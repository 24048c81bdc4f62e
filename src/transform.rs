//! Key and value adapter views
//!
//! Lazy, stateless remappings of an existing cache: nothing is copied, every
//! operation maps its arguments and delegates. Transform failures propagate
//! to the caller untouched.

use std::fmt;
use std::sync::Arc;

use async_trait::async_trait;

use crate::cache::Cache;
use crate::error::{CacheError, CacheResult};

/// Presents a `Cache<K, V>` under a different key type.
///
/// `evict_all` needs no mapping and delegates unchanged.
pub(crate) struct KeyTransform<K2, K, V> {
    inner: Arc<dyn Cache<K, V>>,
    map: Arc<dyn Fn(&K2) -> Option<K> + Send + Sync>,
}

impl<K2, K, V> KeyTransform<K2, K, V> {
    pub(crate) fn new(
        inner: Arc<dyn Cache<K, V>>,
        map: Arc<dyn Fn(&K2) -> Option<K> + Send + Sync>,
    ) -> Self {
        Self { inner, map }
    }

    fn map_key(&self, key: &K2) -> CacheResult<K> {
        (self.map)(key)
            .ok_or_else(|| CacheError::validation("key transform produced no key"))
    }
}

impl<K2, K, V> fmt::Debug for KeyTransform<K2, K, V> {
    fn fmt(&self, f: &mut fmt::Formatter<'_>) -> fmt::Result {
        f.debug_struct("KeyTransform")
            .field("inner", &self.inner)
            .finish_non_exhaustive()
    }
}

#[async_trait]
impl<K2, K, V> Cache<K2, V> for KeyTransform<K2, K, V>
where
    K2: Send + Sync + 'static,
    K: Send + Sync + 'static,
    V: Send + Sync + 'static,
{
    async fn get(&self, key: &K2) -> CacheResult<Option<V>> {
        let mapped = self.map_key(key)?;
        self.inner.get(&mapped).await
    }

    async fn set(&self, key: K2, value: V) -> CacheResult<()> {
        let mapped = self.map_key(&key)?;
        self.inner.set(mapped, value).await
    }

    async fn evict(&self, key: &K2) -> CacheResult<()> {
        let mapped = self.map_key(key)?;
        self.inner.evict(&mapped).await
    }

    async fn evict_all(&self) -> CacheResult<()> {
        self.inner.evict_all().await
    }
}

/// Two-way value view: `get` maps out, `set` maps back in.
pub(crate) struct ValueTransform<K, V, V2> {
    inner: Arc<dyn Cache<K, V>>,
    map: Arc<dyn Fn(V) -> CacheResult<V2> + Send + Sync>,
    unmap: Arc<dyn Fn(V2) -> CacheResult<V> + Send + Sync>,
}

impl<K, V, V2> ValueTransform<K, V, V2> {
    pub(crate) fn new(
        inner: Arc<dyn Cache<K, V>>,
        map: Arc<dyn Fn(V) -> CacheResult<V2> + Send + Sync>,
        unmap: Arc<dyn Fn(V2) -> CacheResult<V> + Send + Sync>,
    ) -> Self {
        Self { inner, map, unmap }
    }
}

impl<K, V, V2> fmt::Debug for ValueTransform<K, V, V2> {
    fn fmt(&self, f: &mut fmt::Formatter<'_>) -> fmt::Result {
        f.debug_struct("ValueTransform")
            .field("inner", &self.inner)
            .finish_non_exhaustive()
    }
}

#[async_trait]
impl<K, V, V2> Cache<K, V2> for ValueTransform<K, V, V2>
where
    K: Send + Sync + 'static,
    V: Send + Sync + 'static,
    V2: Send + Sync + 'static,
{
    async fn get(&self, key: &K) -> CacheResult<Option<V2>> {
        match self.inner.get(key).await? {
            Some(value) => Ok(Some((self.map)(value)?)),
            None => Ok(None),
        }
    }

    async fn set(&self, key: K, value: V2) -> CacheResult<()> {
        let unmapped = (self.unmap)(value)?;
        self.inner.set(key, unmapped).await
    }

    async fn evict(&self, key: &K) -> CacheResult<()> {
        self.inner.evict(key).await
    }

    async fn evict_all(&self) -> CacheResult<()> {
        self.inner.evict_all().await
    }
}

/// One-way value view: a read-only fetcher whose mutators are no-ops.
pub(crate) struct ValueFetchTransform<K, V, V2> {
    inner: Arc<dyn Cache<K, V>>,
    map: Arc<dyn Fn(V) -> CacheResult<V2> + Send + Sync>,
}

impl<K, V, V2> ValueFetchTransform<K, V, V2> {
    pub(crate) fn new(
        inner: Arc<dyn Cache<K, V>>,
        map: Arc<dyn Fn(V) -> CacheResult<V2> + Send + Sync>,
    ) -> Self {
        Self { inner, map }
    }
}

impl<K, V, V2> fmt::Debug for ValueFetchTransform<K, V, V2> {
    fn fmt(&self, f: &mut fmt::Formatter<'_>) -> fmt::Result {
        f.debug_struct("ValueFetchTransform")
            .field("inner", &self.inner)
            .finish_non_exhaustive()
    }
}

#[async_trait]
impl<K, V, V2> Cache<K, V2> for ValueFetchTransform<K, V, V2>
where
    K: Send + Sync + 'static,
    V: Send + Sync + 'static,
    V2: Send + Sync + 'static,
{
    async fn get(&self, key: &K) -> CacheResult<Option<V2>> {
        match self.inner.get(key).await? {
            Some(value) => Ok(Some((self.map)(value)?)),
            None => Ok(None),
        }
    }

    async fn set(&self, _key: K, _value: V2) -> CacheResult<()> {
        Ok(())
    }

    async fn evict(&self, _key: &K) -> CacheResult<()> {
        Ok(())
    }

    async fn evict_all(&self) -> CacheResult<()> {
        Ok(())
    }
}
____
#### [What you will do]
Reproduce all of the material above without alteration.

#### [Exercise answer]
repository 24048c81bdc4f62e
filename src/transform.rs
//! Key and value adapter views
//!
//! Lazy, stateless remappings of an existing cache: nothing is copied, every
//! operation maps its arguments and delegates. Transform failures propagate
//! to the caller untouched.

use std::fmt;
use std::sync::Arc;

use async_trait::async_trait;

use crate::cache::Cache;
use crate::error::{CacheError, CacheResult};

/// Presents a `Cache<K, V>` under a different key type.
///
/// `evict_all` needs no mapping and delegates unchanged.
pub(crate) struct KeyTransform<K2, K, V> {
    inner: Arc<dyn Cache<K, V>>,
    map: Arc<dyn Fn(&K2) -> Option<K> + Send + Sync>,
}

impl<K2, K, V> KeyTransform<K2, K, V> {
    pub(crate) fn new(
        inner: Arc<dyn Cache<K, V>>,
        map: Arc<dyn Fn(&K2) -> Option<K> + Send + Sync>,
    ) -> Self {
        Self { inner, map }
    }

    fn map_key(&self, key: &K2) -> CacheResult<K> {
        (self.map)(key)
            .ok_or_else(|| CacheError::validation("key transform produced no key"))
    }
}

impl<K2, K, V> fmt::Debug for KeyTransform<K2, K, V> {
    fn fmt(&self, f: &mut fmt::Formatter<'_>) -> fmt::Result {
        f.debug_struct("KeyTransform")
            .field("inner", &self.inner)
            .finish_non_exhaustive()
    }
}

#[async_trait]
impl<K2, K, V> Cache<K2, V> for KeyTransform<K2, K, V>
where
    K2: Send + Sync + 'static,
    K: Send + Sync + 'static,
    V: Send + Sync + 'static,
{
    async fn get(&self, key: &K2) -> CacheResult<Option<V>> {
        let mapped = self.map_key(key)?;
        self.inner.get(&mapped).await
    }

    async fn set(&self, key: K2, value: V) -> CacheResult<()> {
        let mapped = self.map_key(&key)?;
        self.inner.set(mapped, value).await
    }

    async fn evict(&self, key: &K2) -> CacheResult<()> {
        let mapped = self.map_key(key)?;
        self.inner.evict(&mapped).await
    }

    async fn evict_all(&self) -> CacheResult<()> {
        self.inner.evict_all().await
    }
}

/// Two-way value view: `get` maps out, `set` maps back in.
pub(crate) struct ValueTransform<K, V, V2> {
    inner: Arc<dyn Cache<K, V>>,
    map: Arc<dyn Fn(V) -> CacheResult<V2> + Send + Sync>,
    unmap: Arc<dyn Fn(V2) -> CacheResult<V> + Send + Sync>,
}

impl<K, V, V2> ValueTransform<K, V, V2> {
    pub(crate) fn new(
        inner: Arc<dyn Cache<K, V>>,
        map: Arc<dyn Fn(V) -> CacheResult<V2> + Send + Sync>,
        unmap: Arc<dyn Fn(V2) -> CacheResult<V> + Send + Sync>,
    ) -> Self {
        Self { inner, map, unmap }
    }
}

impl<K, V, V2> fmt::Debug for ValueTransform<K, V, V2> {
    fn fmt(&self, f: &mut fmt::Formatter<'_>) -> fmt::Result {
        f.debug_struct("ValueTransform")
            .field("inner", &self.inner)
            .finish_non_exhaustive()
    }
}

#[async_trait]
impl<K, V, V2> Cache<K, V2> for ValueTransform<K, V, V2>
where
    K: Send + Sync + 'static,
    V: Send + Sync + 'static,
    V2: Send + Sync + 'static,
{
    async fn get(&self, key: &K) -> CacheResult<Option<V2>> {
        match self.inner.get(key).await? {
            Some(value) => Ok(Some((self.map)(value)?)),
            None => Ok(None),
        }
    }

    async fn set(&self, key: K, value: V2) -> CacheResult<()> {
        let unmapped = (self.unmap)(value)?;
        self.inner.set(key, unmapped).await
    }

    async fn evict(&self, key: &K) -> CacheResult<()> {
        self.inner.evict(key).await
    }

    async fn evict_all(&self) -> CacheResult<()> {
        self.inner.evict_all().await
    }
}

/// One-way value view: a read-only fetcher whose mutators are no-ops.
pub(crate) struct ValueFetchTransform<K, V, V2> {
    inner: Arc<dyn Cache<K, V>>,
    map: Arc<dyn Fn(V) -> CacheResult<V2> + Send + Sync>,
}

impl<K, V, V2> ValueFetchTransform<K, V, V2> {
    pub(crate) fn new(
        inner: Arc<dyn Cache<K, V>>,
        map: Arc<dyn Fn(V) -> CacheResult<V2> + Send + Sync>,
    ) -> Self {
        Self { inner, map }
    }
}

impl<K, V, V2> fmt::Debug for ValueFetchTransform<K, V, V2> {
    fn fmt(&self, f: &mut fmt::Formatter<'_>) -> fmt::Result {
        f.debug_struct("ValueFetchTransform")
            .field("inner", &self.inner)
            .finish_non_exhaustive()
    }
}

#[async_trait]
impl<K, V, V2> Cache<K, V2> for ValueFetchTransform<K, V, V2>
where
    K: Send + Sync + 'static,
    V: Send + Sync + 'static,
    V2: Send + Sync + 'static,
{
    async fn get(&self, key: &K) -> CacheResult<Option<V2>> {
        match self.inner.get(key).await? {
            Some(value) => Ok(Some((self.map)(value)?)),
            None => Ok(None),
        }
    }

    async fn set(&self, _key: K, _value: V2) -> CacheResult<()> {
        Ok(())
    }

    async fn evict(&self, _key: &K) -> CacheResult<()> {
        Ok(())
    }

    async fn evict_all(&self) -> CacheResult<()> {
        Ok(())
    }
}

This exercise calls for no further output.